Grâce à la collaboration avec l’Agroscope, le centre de compétences suisse pour la recherche agronomique et alimentaire, le groupe lausannois a eu accès à un ensemble de souches bactériennes utilisées pour la production de trois fromages suisses différents: le gruyère, l’emmental et le sbrinz, et stockées depuis 50 ans. «Ces cultures, appelées aussi "cheese starter cultures", ont été partiellement réactivées pour créer des sortes de mini fromages de laboratoire», raconte Vincent Somerville, premier auteur de l’article. «Nous avons ensuite réalisé une analyse de l’évolution des caractéristiques génétiques et phénotypiques de cette collection au cours du temps afin d’identifier des marqueurs révélateurs de la domestication.» En observant plus de 100 isolats de bactéries et près de 1000 échantillons, les scientifiques ont trouvé, respectivement, une faible diversité génétique et une forte stabilité des traits spécifiques au processus de conservation des denrées (par exemple, l’acidification) durant cette période d’un demi-siècle. Indicateurs d’une adaptation ancienne, voire très ancienne, qui correspond par extrapolation à l’apparition des premiers produits laitiers fermentés. «La concordance temporelle entre la datation des micro-organismes et l’histoire archéologique de ces aliments fermentés était assez inattendue», se réjouit le chercheur, Florent Mazel. Autrement dit il est possible de retracer le passé de la domestication des bactéries à partir des fromages suisses.
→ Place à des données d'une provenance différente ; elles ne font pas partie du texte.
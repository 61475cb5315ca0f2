//! Minimal form-document model backing the submit guard.
//!
//! Just enough of a document to express the contract: elements with a tag
//! and attributes, submit events that can be cancelled, and a document that
//! dispatches each event synchronously to its listeners in registration
//! order on the calling thread.

use std::collections::BTreeMap;
use std::sync::atomic::{AtomicBool, Ordering};
use std::sync::Mutex;

/// An element with a tag name and string attributes.
#[derive(Debug, Clone)]
pub struct Element {
    tag: String,
    attrs: BTreeMap<String, String>,
}

impl Element {
    pub fn new(tag: impl Into<String>) -> Self {
        Self {
            tag: tag.into(),
            attrs: BTreeMap::new(),
        }
    }

    /// Shorthand for the one element type the guard cares about.
    pub fn form() -> Self {
        Self::new("form")
    }

    pub fn with_attr(mut self, name: impl Into<String>, value: impl Into<String>) -> Self {
        self.attrs.insert(name.into(), value.into());
        self
    }

    pub fn tag(&self) -> &str {
        &self.tag
    }

    pub fn attr(&self, name: &str) -> Option<&str> {
        self.attrs.get(name).map(String::as_str)
    }

    /// Whether this element can submit data. Only `<form>` qualifies.
    pub fn is_form_control(&self) -> bool {
        self.tag.eq_ignore_ascii_case("form")
    }
}

/// One submission attempt. Created at dispatch time, dropped when the
/// caller has inspected the outcome; never reused across dispatches.
pub struct SubmitEvent {
    target: Element,
    default_prevented: AtomicBool,
}

impl SubmitEvent {
    fn new(target: Element) -> Self {
        Self {
            target,
            default_prevented: AtomicBool::new(false),
        }
    }

    pub fn target(&self) -> &Element {
        &self.target
    }

    /// Suppress the default action (the submission itself).
    pub fn prevent_default(&self) {
        self.default_prevented.store(true, Ordering::SeqCst);
    }

    pub fn default_prevented(&self) -> bool {
        self.default_prevented.load(Ordering::SeqCst)
    }
}

type SubmitListener = Box<dyn Fn(&SubmitEvent) + Send + Sync>;

/// Process-wide dispatch point for submit events.
#[derive(Default)]
pub struct Document {
    listeners: Mutex<Vec<SubmitListener>>,
}

impl Document {
    pub fn new() -> Self {
        Self::default()
    }

    pub fn on_submit(&self, listener: impl Fn(&SubmitEvent) + Send + Sync + 'static) {
        self.listeners.lock().unwrap().push(Box::new(listener));
    }

    pub fn listener_count(&self) -> usize {
        self.listeners.lock().unwrap().len()
    }

    /// Dispatch a submit event for `target`, running every listener to
    /// completion before returning. The caller decides what "proceeding"
    /// means by checking `default_prevented` on the returned event.
    pub fn submit(&self, target: Element) -> SubmitEvent {
        let event = SubmitEvent::new(target);
        let listeners = self.listeners.lock().unwrap();
        for listener in listeners.iter() {
            listener(&event);
        }
        event
    }
}

#[cfg(test)]
mod tests {
    use super::*;

    #[test]
    fn dispatch_runs_listeners_in_order() {
        let doc = Document::new();
        let order = std::sync::Arc::new(Mutex::new(Vec::new()));

        let o = order.clone();
        doc.on_submit(move |_| o.lock().unwrap().push(1));
        let o = order.clone();
        doc.on_submit(move |_| o.lock().unwrap().push(2));

        doc.submit(Element::form());
        assert_eq!(*order.lock().unwrap(), vec![1, 2]);
    }

    #[test]
    fn events_start_unprevented() {
        let doc = Document::new();
        let event = doc.submit(Element::form());
        assert!(!event.default_prevented());
    }

    #[test]
    fn prevent_default_sticks() {
        let doc = Document::new();
        doc.on_submit(|e| e.prevent_default());
        let event = doc.submit(Element::form());
        assert!(event.default_prevented());
    }
}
Garantir la sécurité alimentaire

Dans le futur, des fromages provenant de différentes régions du monde pourraient être comparés afin de généraliser l’étude. Par ailleurs, la recherche sur la domestication de communautés bactériennes utilisées pour amorcer la fermentation d’autres produits, par exemple le kéfir, semble prometteuse. «Une meilleure compréhension de la domestication des bactéries permettra d’optimiser les caractéristiques de ces microbiotes, d’améliorer l’utilisation de ce procédé et d’en faire un mode de stockage de la nourriture plus durable», espère finalement Florent Mazel.